Prototype-based: object assigned to cluster with most similar prototype
Graph-based: clusters represent connected objects
Density-based: clusters represents regions of heightened density
Shared-property (conceptual): objects share some property or set of properties

K-means: prototype-based partitional clustering

Dependent on distance metric. Euclidean distance results in clusters with a centoid at the mean of the dimensions. Minimizes Sum of Squared Error (SSE).

Alternative metrics include the cosine similarity measure, which is useful for document data. (Cohesion measure).

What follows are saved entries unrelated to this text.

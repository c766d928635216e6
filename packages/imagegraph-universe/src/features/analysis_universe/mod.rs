//! # Analysis Universe
//!
//! The program-element universe the fixpoint loop grows: types, methods and
//! fields with monotonic reachability flags, stable arena ids, and the
//! internal call edges the type-flow engine discovers.
//!
//! ## Usage
//! ```text
//! let mut universe = AnalysisUniverse::new();
//! let object = universe.register_type(TypeDescriptor::class("java.lang.Object"))?;
//! let main = universe.register_method(
//!     MethodDescriptor::new(object, "main").static_method().entry_point("main"),
//! )?;
//! universe.mark_method(main, ReachabilityFlag::Invoked);
//! ```

pub mod application;
pub mod domain;
pub mod error;

pub use application::{AnalysisUniverse, UniverseCounts};
pub use domain::{
    AnalysisField, AnalysisMethod, AnalysisType, EntryPointData, FieldDescriptor,
    MethodDescriptor, MethodModifiers, TypeDescriptor, TypeKind,
};
pub use error::{UniverseError, UniverseResult};
//! End-to-end image build
//!
//! ```text
//! analysis (fixpoint driver) -> outcome must be Converged
//! return_after_analysis?      -> stop
//! universe builder            -> before_compilation
//! deferred problems?          -> Unsupported
//! backend: compile -> after_compilation -> clear graphs
//!          -> before_heap_layout -> layout_heap -> after_heap_layout
//!          -> before_image_write -> write_image -> after_image_write
//! ```

use crate::config::ValidatedConfig;
use crate::errors::{BuildError, Result};
use crate::features::feature_hooks::{
    Checkpoint, CompilationAccess, FeatureRegistry, ImageWriteAccess, ReflectionFeature,
};
use crate::features::fixpoint::{BuildContext, FixpointDriver};
use crate::features::hosted_universe::{HostedUniverse, UniverseBuilder};
use crate::features::type_flow::TypeFlowEngine;
use crate::pipeline::backend::ImageBackend;
use crate::pipeline::result::BuildResult;
use std::path::PathBuf;
use std::time::Instant;
use tracing::{debug, info};

pub struct ImagePipeline {
    config: ValidatedConfig,
    driver: FixpointDriver,
    builder: UniverseBuilder,
}

impl ImagePipeline {
    pub fn new(config: ValidatedConfig) -> Self {
        let driver = FixpointDriver::from_config(&config);
        let builder = UniverseBuilder::from_config(&config);
        Self {
            config,
            driver,
            builder,
        }
    }

    pub fn config(&self) -> &ValidatedConfig {
        &self.config
    }

    /// Built-in features in registration order
    pub fn default_features(&self) -> FeatureRegistry {
        FeatureRegistry::new().with(ReflectionFeature::new(self.config.reflection()))
    }

    /// Run one image build. `backend == None` stops after the hosted
    /// universe is built and `before_compilation` hooks ran.
    pub fn run(
        &self,
        ctx: &mut BuildContext,
        engine: &mut dyn TypeFlowEngine,
        features: &mut FeatureRegistry,
        backend: Option<&mut dyn ImageBackend>,
    ) -> Result<BuildResult> {
        let total_start = Instant::now();
        let image_name = self.config.image_name().to_string();
        info!(image = %image_name, preset = %self.config.preset(), "image build started");

        let analysis_start = Instant::now();
        let iterations = self.driver.run_analysis(ctx, engine, features)?.into_result()?;
        let analysis_duration = analysis_start.elapsed();

        let mut result = BuildResult {
            image_name,
            iterations,
            analysis_duration,
            ..Default::default()
        };

        if self.driver.analysis_config().return_after_analysis {
            info!(iterations, "returning after analysis");
            result.total_duration = total_start.elapsed();
            return Ok(result);
        }

        let hosted = self.builder.build(&ctx.universe)?;
        {
            let access = CompilationAccess::new(&ctx.universe, &hosted, &ctx.unsupported);
            features.dispatch(Checkpoint::BeforeCompilation, |feature| feature.before_compilation(&access))?;
        }
        ctx.unsupported.report().map_err(BuildError::Unsupported)?;

        if let Some(backend) = backend {
            let (released, path) = self.generate(ctx, &hosted, features, backend, &result.image_name)?;
            result.released_graphs = released;
            result.image_path = Some(path);
        }

        result.hosted = Some(hosted);
        result.total_duration = total_start.elapsed();
        info!(
            image = %result.image_name,
            iterations = result.iterations,
            elapsed_ms = result.total_duration.as_millis() as u64,
            "image build finished"
        );
        Ok(result)
    }

    fn generate(
        &self,
        ctx: &BuildContext,
        hosted: &HostedUniverse,
        features: &mut FeatureRegistry,
        backend: &mut dyn ImageBackend,
        image_name: &str,
    ) -> Result<(usize, PathBuf)> {
        let access = CompilationAccess::new(&ctx.universe, hosted, &ctx.unsupported);

        debug!(backend = backend.name(), "compile");
        backend.compile(hosted)?;
        features.dispatch(Checkpoint::AfterCompilation, |feature| feature.after_compilation(&access))?;
        let released = hosted.clear_compiled_graphs();
        debug!(released, "released compiled graphs");

        features.dispatch(Checkpoint::BeforeHeapLayout, |feature| feature.before_heap_layout(&access))?;
        backend.layout_heap(hosted)?;
        features.dispatch(Checkpoint::AfterHeapLayout, |feature| feature.after_heap_layout(&access))?;

        let before_write = ImageWriteAccess::new(hosted, image_name, None);
        features.dispatch(Checkpoint::BeforeImageWrite, |feature| feature.before_image_write(&before_write))?;
        let path = backend.write_image(hosted, image_name)?;
        let after_write = ImageWriteAccess::new(hosted, image_name, Some(path.as_path()));
        features.dispatch(Checkpoint::AfterImageWrite, |feature| feature.after_image_write(&after_write))?;

        info!(backend = backend.name(), path = %path.display(), "image written");
        Ok((released, path))
    }
}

Complexity: Time - O(I * K * m * n) where I is the iteration bound, K is the number of clusters, and the data is a m points with n attributes. Space - O((m + K)n).

Techniques to reduce SSE after convergence on a (possibly) non-global optimum: split a cluster, introduce a new centriod, disperse a cluster, merge two clusters.

Bisecting K-means: Start with K-means(2) and then continue to split a cluster at each iteration. Cluster to split may be chosen by several criteria (largest, largest SSE, greatest diameter, etc.)

Agglomerative Hierarchial: starts with singletons and combines nearest sets

Distance metrics to find nearest sets: single link (closest pair), complete link (most distant pair), group average.

Complexity: Time - O((m2 log m) assuming an efficient heap or list. Space - O((m2)


DBSCAN: density-based finds high density areas and treats the rest as noise.

Points classified as Core, Border, or Noise based on how many other points are with in a set distance eps. Core points within eps are put in the same cluster. Border points are put in a cluster of a core point they border. Noise points are ignored.

Cluster evaluation

Cohesion vs separation (cohesion with clusters, separation between clusters).

See p538 for some specific formulas for separation and cohesion.

Silhouette Coefficient: a = average distance from object to all objects in same cluster. b = average distance between object and all objects in a different cluster. s = (b - a)/max(a, b) => [-1, 1]. closer to 1 is better.